Hi Lovely and inspiring ladies!:flower:

I just returned from my second follow up gyno appointment having ng a miscarriage at 16 weeks and hemmoraging

The gyno found to be that my cervix was inflamed and questioned as to wether or not i had had a smear test before but being from the UK originally and being under 25 i have not!!!!

Has anyone else had an inflamed cervix after their miscarraige?? 

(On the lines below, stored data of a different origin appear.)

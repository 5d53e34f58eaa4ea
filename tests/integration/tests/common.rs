//! Common test utilities and fixtures.

use std::sync::Arc;

use sso_core::SsoConfig;
use sso_crypto::X509Credential;
use sso_protocol_saml::bindings::{marshall, HttpPostBinding, HttpRedirectBinding};
use sso_protocol_saml::inbound::{SsoPostForm, SsoRedirectParams};
use sso_protocol_saml::types::signature_algorithms;
use sso_protocol_saml::validator::{
    RequestValidatorConfig, SpInitValidator, StaticServiceProviders,
};
use sso_protocol_saml::AuthnRequest;

/// Entity ID of the test service provider.
pub const SP_ENTITY_ID: &str = "https://sp.example.com";

/// Registered ACS URL of the test service provider.
pub const ACS_URL: &str = "https://sp.example.com/acs";

/// Entity ID of a second SP that requires signed requests.
pub const SIGNING_SP_ENTITY_ID: &str = "https://signing-sp.example.com";

/// Registered ACS URL of the signing SP.
pub const SIGNING_ACS_URL: &str = "https://signing-sp.example.com/acs";

/// The IdP SSO endpoint accepted as `Destination`.
pub const DESTINATION: &str = "https://idp.example.com/saml/sso";

macro_rules! fixture {
    ($name:literal) => {
        include_str!(concat!(env!("CARGO_MANIFEST_DIR"), "/../fixtures/", $name))
    };
}

/// A key pair from the fixtures directory.
pub struct KeyPair {
    /// PEM certificate.
    pub certificate: &'static str,
    /// PEM PKCS#8 private key.
    pub private_key: &'static str,
}

impl KeyPair {
    /// Builds a credential holding both halves.
    pub fn credential(&self) -> anyhow::Result<X509Credential> {
        Ok(X509Credential::from_pem(
            Some(self.certificate),
            Some(self.private_key),
        )?)
    }

    /// Returns the DER certificate.
    pub fn certificate_der(&self) -> anyhow::Result<Vec<u8>> {
        let credential = X509Credential::from_pem(Some(self.certificate), None)?;
        credential
            .certificate_der()
            .map(<[u8]>::to_vec)
            .ok_or_else(|| anyhow::anyhow!("fixture has no certificate"))
    }
}

/// RSA key registered for the signing SP.
pub const SP_RSA: KeyPair = KeyPair {
    certificate: fixture!("sp-rsa.crt.pem"),
    private_key: fixture!("sp-rsa.key.pem"),
};

/// RSA key nobody registered.
pub const OTHER_RSA: KeyPair = KeyPair {
    certificate: fixture!("other-rsa.crt.pem"),
    private_key: fixture!("other-rsa.key.pem"),
};

/// The IdP's own RSA key.
pub const IDP_RSA: KeyPair = KeyPair {
    certificate: fixture!("idp-rsa.crt.pem"),
    private_key: fixture!("idp-rsa.key.pem"),
};

/// P-256 key.
pub const SP_EC256: KeyPair = KeyPair {
    certificate: fixture!("sp-ec256.crt.pem"),
    private_key: fixture!("sp-ec256.key.pem"),
};

/// P-384 key.
pub const SP_EC384: KeyPair = KeyPair {
    certificate: fixture!("sp-ec384.crt.pem"),
    private_key: fixture!("sp-ec384.key.pem"),
};

/// P-521 key.
pub const SP_EC521: KeyPair = KeyPair {
    certificate: fixture!("sp-ec521.crt.pem"),
    private_key: fixture!("sp-ec521.key.pem"),
};

/// Validator and registry shared by a test.
pub struct TestEnv {
    /// IdP configuration.
    pub config: SsoConfig,
    /// Validator over the two registered SPs.
    pub validator: SpInitValidator,
}

impl TestEnv {
    /// Creates a validator with an unsigned SP and a signing SP registered.
    pub fn new() -> anyhow::Result<Self> {
        let _ = tracing_subscriber::fmt()
            .with_env_filter("sso_protocol_saml=debug,sso_crypto=debug")
            .with_test_writer()
            .try_init();

        let config = SsoConfig::for_testing();
        sso_protocol_saml::init(&config)?;

        let providers = StaticServiceProviders::new()
            .with_provider(
                RequestValidatorConfig::new(SP_ENTITY_ID)
                    .with_name("Unsigned SP")
                    .with_acs_url(ACS_URL),
            )
            .with_provider(
                RequestValidatorConfig::new(SIGNING_SP_ENTITY_ID)
                    .with_name("Signing SP")
                    .with_acs_url(SIGNING_ACS_URL)
                    .require_signature(SP_RSA.certificate_der()?),
            );

        Ok(Self {
            validator: SpInitValidator::new(config.clone(), Arc::new(providers)),
            config,
        })
    }
}

/// A well-formed request from the unsigned SP.
pub fn unsigned_request(id: &str) -> AuthnRequest {
    AuthnRequest::new(SP_ENTITY_ID)
        .with_id(id)
        .with_acs_url(ACS_URL)
        .with_destination(DESTINATION)
}

/// A well-formed request from the signing SP, before signing.
pub fn signing_sp_request(id: &str) -> AuthnRequest {
    AuthnRequest::new(SIGNING_SP_ENTITY_ID)
        .with_id(id)
        .with_acs_url(SIGNING_ACS_URL)
        .with_destination(DESTINATION)
}

/// Encodes a request for the Redirect binding, returning the parsed
/// parameters and the raw query.
pub fn redirect(
    request: &AuthnRequest,
    relay_state: Option<&str>,
) -> anyhow::Result<(SsoRedirectParams, String)> {
    let url = HttpRedirectBinding::encode_request(&marshall(request), DESTINATION, relay_state)?;
    split_query(&url)
}

/// Encodes and signs a request for the Redirect binding with RSA-SHA256.
pub fn signed_redirect(
    request: &AuthnRequest,
    relay_state: Option<&str>,
    key: &KeyPair,
) -> anyhow::Result<(SsoRedirectParams, String)> {
    let url = HttpRedirectBinding::encode_signed_request(
        &marshall(request),
        DESTINATION,
        relay_state,
        signature_algorithms::RSA_SHA256,
        &key.credential()?,
    )?;
    split_query(&url)
}

/// Encodes an XML document for the POST binding.
pub fn post_form(xml: &str, relay_state: Option<&str>) -> SsoPostForm {
    SsoPostForm {
        saml_request: Some(HttpPostBinding::encode(xml)),
        relay_state: relay_state.map(str::to_string),
    }
}

fn split_query(url: &str) -> anyhow::Result<(SsoRedirectParams, String)> {
    let (_, query) = url
        .split_once('?')
        .ok_or_else(|| anyhow::anyhow!("no query in {url}"))?;
    Ok((SsoRedirectParams::from_query(query), query.to_string()))
}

Anyone else had the same thing???:help::help:

thank you!!!!!!
xxx


----------



## Hellylou

Don't panic, hun :hugs::hugs:

I know that during my pregnancy I was found to have ectropian cervix. This is basically an inflammation of the cervix caused by pregnancy hormones, and it is harmless, if nasty looking. I don't know if this is the case for you but it may be. Look it up, but definitely get your smear up to date anyway.

:hugs:


----------



## Andypanda6570

I just wanted you to know I am thinking of you and I am so deeply sorry for your loss :cry::cry: Please let us know how things go for you, I wish i had some info on this, but I don't. XOXOOX :hugs::hugs::hugs::hugs::hugs:


----------



## LovelyLeonara

Thank you Darlings!!!!! I can't get tested for anohter 4 weeks as it would come back inconclusive due to the misscarriage so its the waiting game. Al your happy thoughts are really appreciated!!!:hugs::hugs::hugs::hugs::hugs:

Upmost love to you :flower::flower::flower::flower::flower:


----------



## mhazzab

LovelyLeonara said:


> Thank you Darlings!!!!! I can't get tested for anohter 4 weeks as it would come back inconclusive due to the misscarriage so its the waiting game. Al your happy thoughts are really appreciated!!!:hugs::hugs::hugs::hugs::hugs:
> 
> Upmost love to you :flower::flower::flower::flower::flower:

sorry, i don't know anything about this, so can't help you, but just wanted to send some hugs and tell you, I know it's easier said than done, but please try not to think the worst. :hugs:

will you keep us updated? xx


----------